◆ What is being asked
Only those lines in the data below from the line containing "reduction, extra-category overlay" through the line containing "pub mod prelude", both included, should be restated word for word.

◆ Material provided
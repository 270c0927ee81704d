//! # floodmax algorithms
//!
//! Flood-depth rank merging for floodmax.
//!
//! ## Modules
//!
//! - **vector**: polygon overlay union, dissolve, area
//! - **hazard**: decompose, rank merge, priority reduction, extra-category overlay
//! - **pipeline**: the on-disk four-stage run driven by a `PipelineConfig`

pub mod hazard;
pub mod pipeline;
pub mod vector;

/// Prelude for convenient imports
pub mod prelude {
    pub use crate::hazard::{
        decompose, merge_rank, merge_ranks, overlay_extra, reduce, ExtraOverlay, Footprint,
        Label, PriorityReduce, RankLayer, ReduceParams, Reduction, ResultPartition,
    };
    pub use crate::pipeline::{Pipeline, PipelineConfig, RunSummary};
    pub use crate::vector::{dissolve_by_label, overlay_union, union_all, Overlap, Region};
    pub use floodmax_core::prelude::*;
}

◆ Expected answer
//! - **hazard**: decompose, rank merge, priority reduction, extra-category overlay
//! - **pipeline**: the on-disk four-stage run driven by a `PipelineConfig`

pub mod hazard;
pub mod pipeline;
pub mod vector;

/// Prelude for convenient imports
pub mod prelude {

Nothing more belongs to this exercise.